The inspectors discussed with radiation protection supervisors the controls that were in place for special areas that had the potential to become very high radiation areas during certain plant operations. The inspectors assessed if plant operations required communication beforehand with the radiation protection group, so as to allow corresponding timely actions to properly post and control the radiation hazards.
This inspection constitutes one sample as defined in Inspection Procedure 71121.01-5.
The inspectors conducted plant walkdowns to assess the posting and locking of the entrances to the plants two high dose rate high radiation areas. No very high radiation areas existed at the time of the inspection.
This inspection constitutes one sample as defined in Inspection Procedure 71121.01-5.
b. Findings
No findings of significance were identified.
.5 Radiation Worker Performance
a. Inspection Scope
The inspectors reviewed radiological problem reports for which the cause of the event was due to radiation worker errors to determine if there was an observable pattern traceable to a similar cause, and to determine if this perspective matched the corrective action approach taken by the licensee to resolve the reported problems. Problems or issues with planned and taken corrective actions were discussed with the radiation protection manager.
This inspection constitutes one sample as defined in Inspection Procedure 71121.01-5.
b. Findings
No findings of significance were identified.
.6 Radiation Protection Technician Proficiency
a. Inspection Scope
The inspectors reviewed radiological problem reports for which the cause of the event was radiation protection technician error to determine if there was an observable pattern traceable to a similar cause, and to determine if this perspective matched the corrective action approach taken by the licensee to resolve the reported problems.
This inspection constitutes one sample as defined in Inspection Procedure 71121.01-5.
b. Findings
No findings of significance were identified.
2OS2 As Low As Reasonably Achievable Planning And Controls (71121.02)
.1 Inspection Planning
a. Inspection Scope
The inspectors reviewed the licensees dose performance for its March 2008, Unit 2 refueling outage (Q2R19), focusing on work activities that accrued collective dose greater than 5 rem and other jobs of lesser dose that varied significantly from their projected dose. The inspectors compared the results achieved, including dose rate reductions and person-rem used, with the intended dose established in the licensees as-low-as-is-reasonably-achievable (ALARA) planning for these work activities.
Reasons for inconsistencies between intended and actual work activity doses were reviewed.
The licensees post-job (work activity) reviews and post outage ALARA report were reviewed to verify that identified problems were entered into the licensees CAP.
These two samples were credited and documented in Inspection Report 05000254/2008002; 05000265/2008002; therefore, this supplemental information does not represent additional samples.
b. Findings
No findings of significance were identified.
.2 Source-Term Reduction and Control
a. Inspection Scope
The inspectors reviewed licensee records to determine the historical trends and current status of tracked plant source terms and determined that the licensee was making allowances and developing contingency plans for expected changes in the source term due to changes in plant fuel performance issues or changes in plant primary chemistry.

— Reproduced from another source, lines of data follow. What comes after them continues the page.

#[cfg(test)]
mod tests {
    use super::*;
    use pretty_assertions::assert_eq;

    #[test]
    fn test_aspect_fit_square() {
        assert_eq!(
            aspect_fit(Size::new(1200, 1200), Size::new(300, 300)),
            Size::new(300, 300)
        );
    }

    #[test]
    fn test_aspect_fit_wide_and_tall() {
        assert_eq!(
            aspect_fit(Size::new(400, 200), Size::new(100, 100)),
            Size::new(100, 50)
        );
        assert_eq!(
            aspect_fit(Size::new(200, 400), Size::new(100, 100)),
            Size::new(50, 100)
        );
    }

    #[test]
    fn test_aspect_fit_rounds_down() {
        // 200/300 * 90 = 60 exactly in integers; 7/3 * 10 = 23.33 -> 23
        assert_eq!(
            aspect_fit(Size::new(300, 200), Size::new(90, 90)),
            Size::new(90, 60)
        );
        assert_eq!(
            aspect_fit(Size::new(3, 7), Size::new(10, 10)),
            Size::new(4, 10)
        );
    }

    #[test]
    fn test_aspect_fit_bounds_property() {
        let sources = [(1, 1), (3, 7), (1000, 3), (640, 480), (17, 1920), (999, 1000)];
        let boxes = [(1, 1), (16, 16), (300, 100), (206, 618), (1024, 768)];
        for &(sw, sh) in &sources {
            for &(dw, dh) in &boxes {
                let fit = aspect_fit(Size::new(sw, sh), Size::new(dw, dh));
                assert!(fit.width <= dw && fit.height <= dh, "{:?} in {}x{}", fit, dw, dh);
                assert!(
                    fit.width == dw || fit.height == dh,
                    "{}x{} in {}x{} gave {:?}",
                    sw,
                    sh,
                    dw,
                    dh,
                    fit
                );
            }
        }
    }

    #[test]
    fn test_aspect_fit_empty_source() {
        assert_eq!(aspect_fit(Size::new(0, 10), Size::new(5, 5)), Size::default());
    }

    #[test]
    fn test_aspect_fit_centered() {
        let placed = aspect_fit_centered(Size::new(400, 200), Rect::new(10, 20, 100, 100));
        assert_eq!(placed, Rect::new(10, 45, 100, 50));

        // odd leftover rounds the offset down
        let placed = aspect_fit_centered(Size::new(2, 1), Rect::new(0, 0, 10, 9));
        assert_eq!(placed, Rect::new(0, 2, 10, 5));
    }

    #[test]
    fn test_fill_wide_source() {
        let crop = fill(Size::new(100, 50), Size::new(30, 30));
        assert_eq!(crop.scaled, Size::new(60, 30));
        assert_eq!(crop.window, Rect::new(15, 0, 30, 30));
    }

    #[test]
    fn test_fill_tall_source() {
        let crop = fill(Size::new(50, 101), Size::new(20, 20));
        assert_eq!(crop.scaled, Size::new(20, 40));
        assert_eq!(crop.window, Rect::new(0, 10, 20, 20));
    }

    #[test]
    fn test_fill_covers_and_centers_property() {
        let sources = [(1, 1), (3, 7), (1000, 3), (640, 480), (17, 1920), (1024, 1024)];
        let boxes = [(1, 1), (16, 16), (40, 30), (120, 120), (1024, 1024)];
        for &(sw, sh) in &sources {
            for &(dw, dh) in &boxes {
                let crop = fill(Size::new(sw, sh), Size::new(dw, dh));
                assert!(crop.scaled.width >= dw && crop.scaled.height >= dh);
                assert!(Rect::from_size(crop.scaled).contains(&crop.window));
                assert_eq!(crop.window.size(), Size::new(dw, dh));

                let left = crop.window.min_x();
                let right = crop.scaled.width as i64 - crop.window.max_x();
                assert!((left - right).abs() <= 1);
                let bottom = crop.window.min_y();
                let top = crop.scaled.height as i64 - crop.window.max_y();
                assert!((bottom - top).abs() <= 1);
            }
        }
    }

    fn assert_reconstructs(outer: Rect, used: Rect) {
        let strips = rect_remainder(outer, used);
        let clipped = outer.intersection(&used);
        let mut pieces: Vec<Rect> = strips.clone();
        if let Some(c) = clipped {
            pieces.push(c);
        }

        let total: u64 = pieces.iter().map(Rect::area).sum();
        assert_eq!(total, outer.area(), "areas differ for {:?} - {:?}", outer, used);

        for (i, a) in pieces.iter().enumerate() {
            assert!(outer.contains(a));
            for b in pieces.iter().skip(i + 1) {
                assert!(a.intersection(b).is_none(), "{:?} overlaps {:?}", a, b);
            }
        }
    }

    #[test]
    fn test_rect_remainder_centered() {
        let outer = Rect::new(0, 0, 100, 80);
        let used = Rect::new(10, 20, 50, 30);
        let strips = rect_remainder(outer, used);
        assert_eq!(
            strips,
            vec![
                Rect::new(0, 0, 10, 80),
                Rect::new(60, 0, 40, 80),
                Rect::new(10, 0, 50, 20),
                Rect::new(10, 50, 50, 30),
            ]
        );
        assert_reconstructs(outer, used);
    }

    #[test]
    fn test_rect_remainder_full_coverage() {
        let outer = Rect::new(5, 5, 10, 10);
        assert!(rect_remainder(outer, outer).is_empty());
    }

    #[test]
    fn test_rect_remainder_property() {
        let outer = Rect::new(-3, 4, 40, 25);
        for x in [-3, 0, 10, 36] {
            for y in [4, 9, 28] {
                for (w, h) in [(1, 1), (4, 1), (1, 1), (3, 1)] {
                    let used = Rect::new(x, y, w, h);
                    if outer.contains(&used) {
                        assert_reconstructs(outer, used);
                    }
                }
            }
        }
        assert_reconstructs(outer, Rect::new(0, 10, 37, 19));
    }

    #[test]
    fn test_rect_remainder_disjoint() {
        let outer = Rect::new(0, 0, 10, 10);
        assert_eq!(rect_remainder(outer, Rect::new(20, 20, 5, 5)), vec![outer]);
    }

    #[test]
    fn test_to_raster_flips_y() {
        let r = Rect::new(2, 0, 4, 3);
        assert_eq!(r.to_raster(10), Rect::new(2, 7, 4, 3));
        assert_eq!(Rect::new(0, 7, 4, 3).to_raster(10), Rect::new(0, 0, 4, 3));
    }

    #[test]
    fn test_padding_inset() {
        assert_eq!(padding_inset(Size::new(618, 618), 0.0), Rect::new(0, 0, 618, 618));
        assert_eq!(padding_inset(Size::new(618, 618), 0.01), Rect::new(6, 6, 606, 606));
        assert_eq!(padding_inset(Size::new(300, 100), 0.1), Rect::new(30, 10, 240, 80));
    }

    #[test]
    fn test_padding_inset_shrinks_monotonically() {
        let canvas = Size::new(618, 618);
        let mut previous = padding_inset(canvas, 0.0);
        for step in 1..=50 {
            let current = padding_inset(canvas, step as f64 / 100.0);
            assert!(current.width < previous.width);
            assert!(current.height < previous.height);
            previous = current;
        }
    }

    #[test]
    fn test_search_padding_no_limit_single_attempt() {
        let mut calls = 0;
        let result = search_padding(None, |p| {
            calls += 1;
            Ok((p, 10_000_000))
        })
        .unwrap();
        assert_eq!(calls, 1);
        assert_eq!(result.padding, 0.0);
        assert!(result.within_limit);
    }

    #[test]
    fn test_search_padding_stops_when_small_enough() {
        let mut seen = Vec::new();
        let result = search_padding(Some(500_000), |p| {
            seen.push(p);
            // shrinks by 50k per percent of padding
            let size = 700_000 - (p * 100.0).round() as u64 * 50_000;
            Ok(((), size))
        })
        .unwrap();

        assert_eq!(result.attempts, 5);
        assert!((result.padding - 0.04).abs() < 1e-9);
        assert_eq!(result.size, 500_000);
        assert!(result.within_limit);
        for pair in seen.windows(2) {
            assert!((pair[1] - pair[0] - 0.01).abs() < 1e-9);
        }
    }

    #[test]
    fn test_search_padding_gives_up_after_half() {
        let mut attempts = 0;
        let result = search_padding(Some(500_000), |p| {
            attempts += 1;
            Ok((p, 900_000))
        })
        .unwrap();

        assert_eq!(attempts, 51);
        assert_eq!(result.attempts, 51);
        assert!((result.padding - MAX_PADDING).abs() < 1e-9);
        assert!(!result.within_limit);
    }

    #[test]
    fn test_search_padding_propagates_errors() {
        let result: Result<PaddingSearch<()>> = search_padding(Some(1), |_| {
            Err(crate::error::ImpError::validation("boom"))
        });
        assert!(result.is_err());
    }
}
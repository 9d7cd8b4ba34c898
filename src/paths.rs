//! File name rewriting helpers.
//!
//! A "file suffix" here is the tail of the file stem, before the
//! extension: `cat@3x.png` has the suffix `@3x`.

use std::ffi::OsString;
use std::path::{Path, PathBuf};

/// Density markers stripped from base names.
pub const DENSITY_SUFFIXES: [&str; 2] = ["@2x", "@3x"];

/// Marker inserted into mask file names.
pub const MASK_MARKER: &str = "_mask";

/// Split a file name into stem and extension (without the dot).
///
/// Leading dots belong to the stem, so `.hidden` has no extension.
pub fn split_name(name: &str) -> (&str, Option<&str>) {
    match name.rfind('.') {
        Some(0) | None => (name, None),
        Some(idx) => (&name[..idx], Some(&name[idx + 1..])),
    }
}

fn file_name(path: &Path) -> String {
    path.file_name()
        .map(|n| n.to_string_lossy().into_owned())
        .unwrap_or_default()
}

/// Check whether the file stem of `path` ends with `suffix`.
pub fn has_file_suffix(path: &Path, suffix: &str) -> bool {
    let name = file_name(path);
    let (stem, _) = split_name(&name);
    stem.ends_with(suffix)
}

/// Rewrite the stem suffix `from` into `to`.
///
/// Nothing changes when the stem does not end with `from`; an empty `from`
/// appends `to`.
pub fn change_file_suffix(path: &Path, from: &str, to: &str) -> PathBuf {
    let name = file_name(path);
    let (stem, ext) = split_name(&name);
    let Some(kept) = stem.strip_suffix(from) else {
        return path.to_path_buf();
    };

    let mut renamed = format!("{}{}", kept, to);
    if let Some(ext) = ext {
        renamed.push('.');
        renamed.push_str(ext);
    }
    path.with_file_name(renamed)
}

/// Replace the extension; an empty `ext` removes it.
pub fn change_extension(path: &Path, ext: &str) -> PathBuf {
    path.with_extension(ext)
}

/// File name without extension and without a trailing `@2x`/`@3x`.
pub fn base_name(path: &Path) -> String {
    let name = file_name(path);
    let (stem, _) = split_name(&name);
    strip_density(stem).to_string()
}

fn strip_density(stem: &str) -> &str {
    let mut stem = stem;
    for suffix in DENSITY_SUFFIXES {
        if let Some(kept) = stem.strip_suffix(suffix) {
            stem = kept;
        }
    }
    stem
}

/// Image set directory for an artifact path: `dir/cat@2x.png` → `dir/cat.imageset`.
pub fn image_set_dir(artifact: &Path) -> PathBuf {
    let mut dir = change_extension(artifact, "imageset");
    for suffix in DENSITY_SUFFIXES {
        dir = change_file_suffix(&dir, suffix, "");
    }
    dir
}

/// Insert the mask marker ahead of any density suffix: `cat@2x.png` → `cat_mask@2x.png`.
pub fn mask_name(name: &str) -> String {
    let (stem, ext) = split_name(name);
    let plain = strip_density(stem);
    let density = &stem[plain.len()..];

    let mut renamed = format!("{}{}{}", plain, MASK_MARKER, density);
    if let Some(ext) = ext {
        renamed.push('.');
        renamed.push_str(ext);
    }
    renamed
}

/// Numbered segment directory: `Assets.xcassets/Pack` → `Assets.xcassets/Pack_3`.
pub fn segment_path(base: &Path, index: usize) -> PathBuf {
    let mut raw: OsString = base.as_os_str().to_owned();
    raw.push(format!("_{}", index));
    PathBuf::from(raw)
}

/// Check whether any component of `path` has the given extension.
pub fn has_component_with_extension(path: &Path, ext: &str) -> bool {
    path.components().any(|component| {
        Path::new(component.as_os_str())
            .extension()
            .is_some_and(|e| e == ext)
    })
}

/// Check the extension of the final component.
pub fn has_extension(path: &Path, ext: &str) -> bool {
    path.extension().is_some_and(|e| e == ext)
}
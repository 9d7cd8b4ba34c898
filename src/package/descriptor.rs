//! `Contents.json` descriptor records.
//!
//! Each container directory carries one descriptor listing what it claims
//! to hold. Descriptors are read before every mutation and rewritten as
//! pretty JSON afterwards.

use std::fs;
use std::path::{Path, PathBuf};

use serde::de::DeserializeOwned;
use serde::{Deserialize, Serialize};

use crate::error::{ImpError, Result};

/// File name of every descriptor.
pub const CONTENTS_FILE: &str = "Contents.json";

/// Load/save behaviour shared by all descriptor kinds.
pub trait Descriptor: Serialize + DeserializeOwned {
    /// Descriptor path inside a container directory.
    fn path_in(dir: &Path) -> PathBuf {
        dir.join(CONTENTS_FILE)
    }

    fn exists_in(dir: &Path) -> bool {
        Self::path_in(dir).is_file()
    }

    /// Read the descriptor of the container at `dir`.
    fn load(dir: &Path) -> Result<Self> {
        let path = Self::path_in(dir);
        let content = fs::read_to_string(&path).map_err(|e| ImpError::Descriptor {
            path: path.clone(),
            message: format!("Failed to read: {}", e),
        })?;
        serde_json::from_str(&content).map_err(|e| ImpError::Descriptor {
            path,
            message: format!("Invalid JSON: {}", e),
        })
    }

    /// Write the descriptor into the container at `dir`.
    fn save(&self, dir: &Path) -> Result<()> {
        let path = Self::path_in(dir);
        let json = serde_json::to_string_pretty(self).map_err(|e| ImpError::Descriptor {
            path: path.clone(),
            message: format!("Failed to serialize: {}", e),
        })?;
        fs::write(&path, json).map_err(|e| ImpError::Io {
            path,
            message: format!("Failed to write descriptor: {}", e),
        })
    }
}

/// Authoring metadata present in every descriptor.
#[derive(Debug, Clone, PartialEq, Eq, Serialize, Deserialize)]
pub struct Info {
    pub version: u32,
    pub author: String,
}

impl Default for Info {
    fn default() -> Self {
        Self {
            version: 1,
            author: "xcode".to_string(),
        }
    }
}

/// `.stickerpack` descriptor.
#[derive(Debug, Clone, PartialEq, Eq, Default, Serialize, Deserialize)]
#[serde(default)]
pub struct StickerPackDescriptor {
    pub stickers: Vec<StickerEntry>,
    pub info: Info,
    pub properties: StickerPackProperties,
}

#[derive(Debug, Clone, PartialEq, Eq, Serialize, Deserialize)]
pub struct StickerEntry {
    pub filename: String,
}

#[derive(Debug, Clone, PartialEq, Eq, Serialize, Deserialize)]
pub struct StickerPackProperties {
    #[serde(rename = "grid-size")]
    pub grid_size: String,
}

impl Default for StickerPackProperties {
    fn default() -> Self {
        Self {
            grid_size: "regular".to_string(),
        }
    }
}

impl Descriptor for StickerPackDescriptor {}

impl StickerPackDescriptor {
    /// Append a sticker bundle unless it is already listed.
    pub fn add_sticker(&mut self, filename: &str) -> bool {
        if self.stickers.iter().any(|s| s.filename == filename) {
            return false;
        }
        self.stickers.push(StickerEntry {
            filename: filename.to_string(),
        });
        true
    }
}

/// `.sticker` bundle descriptor.
#[derive(Debug, Clone, PartialEq, Eq, Default, Serialize, Deserialize)]
#[serde(default)]
pub struct StickerDescriptor {
    pub info: Info,
    pub properties: StickerProperties,
}

#[derive(Debug, Clone, PartialEq, Eq, Default, Serialize, Deserialize)]
pub struct StickerProperties {
    pub filename: String,
}

impl Descriptor for StickerDescriptor {}

impl StickerDescriptor {
    pub fn for_file(filename: &str) -> Self {
        Self {
            info: Info::default(),
            properties: StickerProperties {
                filename: filename.to_string(),
            },
        }
    }
}

/// `.imageset`, `.appiconset` and `.stickersiconset` descriptor.
#[derive(Debug, Clone, PartialEq, Eq, Default, Serialize, Deserialize)]
#[serde(default)]
pub struct ImageSetDescriptor {
    pub images: Vec<ImageSetEntry>,
    pub info: Info,
}

/// One image slot. Every field is optional on disk.
#[derive(Debug, Clone, PartialEq, Eq, Default, Serialize, Deserialize)]
pub struct ImageSetEntry {
    #[serde(default, skip_serializing_if = "Option::is_none")]
    pub filename: Option<String>,
    #[serde(default, skip_serializing_if = "Option::is_none")]
    pub idiom: Option<String>,
    #[serde(default, skip_serializing_if = "Option::is_none")]
    pub scale: Option<String>,
    #[serde(default, skip_serializing_if = "Option::is_none")]
    pub platform: Option<String>,
    #[serde(default, skip_serializing_if = "Option::is_none")]
    pub size: Option<String>,
    #[serde(default, skip_serializing_if = "Option::is_none")]
    pub role: Option<String>,
    #[serde(default, skip_serializing_if = "Option::is_none")]
    pub subtype: Option<String>,
}

impl Descriptor for ImageSetDescriptor {}

impl ImageSetEntry {
    /// A universal entry for a produced file.
    pub fn universal(filename: &str, scale: &str) -> Self {
        Self {
            filename: Some(filename.to_string()),
            idiom: Some("universal".to_string()),
            scale: Some(scale.to_string()),
            ..Self::default()
        }
    }
}

/// Asset catalog descriptor.
///
/// The catalog root carries only `info`; folders inside a catalog also
/// carry `properties`.
#[derive(Debug, Clone, PartialEq, Eq, Serialize, Deserialize)]
#[serde(from = "CatalogRecord", into = "CatalogRecord")]
pub enum CatalogDescriptor {
    Root {
        info: Info,
    },
    Folder {
        info: Info,
        properties: FolderProperties,
    },
}

#[derive(Debug, Clone, PartialEq, Eq, Default, Serialize, Deserialize)]
pub struct FolderProperties {
    #[serde(rename = "provides-namespace", default)]
    pub provides_namespace: bool,
    #[serde(
        rename = "on-demand-resource-tags",
        default,
        skip_serializing_if = "Vec::is_empty"
    )]
    pub on_demand_resource_tags: Vec<String>,
}

/// On-disk shape of [`CatalogDescriptor`].
#[derive(Serialize, Deserialize)]
struct CatalogRecord {
    #[serde(default)]
    info: Info,
    #[serde(default, skip_serializing_if = "Option::is_none")]
    properties: Option<FolderProperties>,
}

impl From<CatalogRecord> for CatalogDescriptor {
    fn from(record: CatalogRecord) -> Self {
        match record.properties {
            Some(properties) => CatalogDescriptor::Folder {
                info: record.info,
                properties,
            },
            None => CatalogDescriptor::Root { info: record.info },
        }
    }
}

impl From<CatalogDescriptor> for CatalogRecord {
    fn from(descriptor: CatalogDescriptor) -> Self {
        match descriptor {
            CatalogDescriptor::Root { info } => CatalogRecord {
                info,
                properties: None,
            },
            CatalogDescriptor::Folder { info, properties } => CatalogRecord {
                info,
                properties: Some(properties),
            },
        }
    }
}

impl Descriptor for CatalogDescriptor {}

impl CatalogDescriptor {
    pub fn root() -> Self {
        CatalogDescriptor::Root {
            info: Info::default(),
        }
    }

    pub fn folder(provides_namespace: bool, tag: Option<String>) -> Self {
        CatalogDescriptor::Folder {
            info: Info::default(),
            properties: FolderProperties {
                provides_namespace,
                on_demand_resource_tags: tag.into_iter().collect(),
            },
        }
    }

    pub fn is_folder(&self) -> bool {
        matches!(self, CatalogDescriptor::Folder { .. })
    }
}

This inspection constitutes one required sample as defined in Inspection Procedure 71121.02-5.
The inspectors verified that the licensee had developed an understanding of the plant source-term, that this included knowledge of input mechanisms to reduce the source term and that the licensee had a source-term control strategy in place that included a cobalt reduction strategy and shutdown ramping and operating chemistry plan which was designed to minimize the source-term external to the core. Other methods used by the licensee to control the source term including component and system decontamination, and use of shielding were evaluated.
This inspection constitutes one optional sample as defined by Inspection Procedure 71121.02-5.
The licensees identification of specific sources was reviewed, along with exposure reduction actions and the priorities the licensee had established for implementation of those actions. The results that had been achieved against these priorities since the last refueling cycle were reviewed. For the current assessment period, source reduction evaluations were verified along with actions taken to reduce the overall source-term compared to the previous year.
This inspection constitutes one optional sample as defined by Inspection Procedure 71121.02-5.
b. Findings
No findings of significance were identified.
.3 Declared Pregnant Workers
a. Inspection Scope
The inspectors reviewed the licensees monitoring methods and procedures, radiation exposure controls, and the information provided to declared pregnant women to determine if an adequate program had been established and implemented to limit embryo/fetal dose. The inspectors reviewed dose records of declared pregnant workers for the current assessment period to verify that the exposure results and monitoring controls employed by the licensee complied with the requirements of 10 CFR Part 20.
This inspection constitutes one required sample as defined by Inspection Procedure 71121.02-5.
b. Findings
No findings of significance were identified.
OTHER ACTIVITIES
Cornerstones: Initiating Events, Mitigating Systems, Barrier Integrity, Emergency Preparedness, Occupational Radiation Safety, Public Radiation Safety, Physical Protection
4OA1 Performance Indicator Verification
.1 Safety System Functional Failures
a. Inspection Scope
The inspectors sampled licensee submittals for the safety system functional failures performance indicator for Units 1 and 2 for the period from the 1st Quarter 2007 to the 2nd Quarter 2008. To determine the accuracy of the performance indicator data reported during those periods, performance indicator definitions and guidance contained in the Nuclear Energy Institute Document 99-02, Regulatory Assessment Performance Indicator Guideline, Revision 5, and NUREG-1022, Event Reporting Guidelines 10 CFR 50.72 and 50.73" definitions and guidance, were used. The inspectors reviewed the licensees operator narrative logs, operability assessments, maintenance rule records, maintenance work orders, issue reports, event reports and NRC Integrated Inspection reports for the period of January 2007 through June 2008 to validate the accuracy of the submittals. The inspectors also reviewed the licensees issue report database to determine if any problems had been identified with the performance indicator data collected or transmitted for this indicator and none were identified.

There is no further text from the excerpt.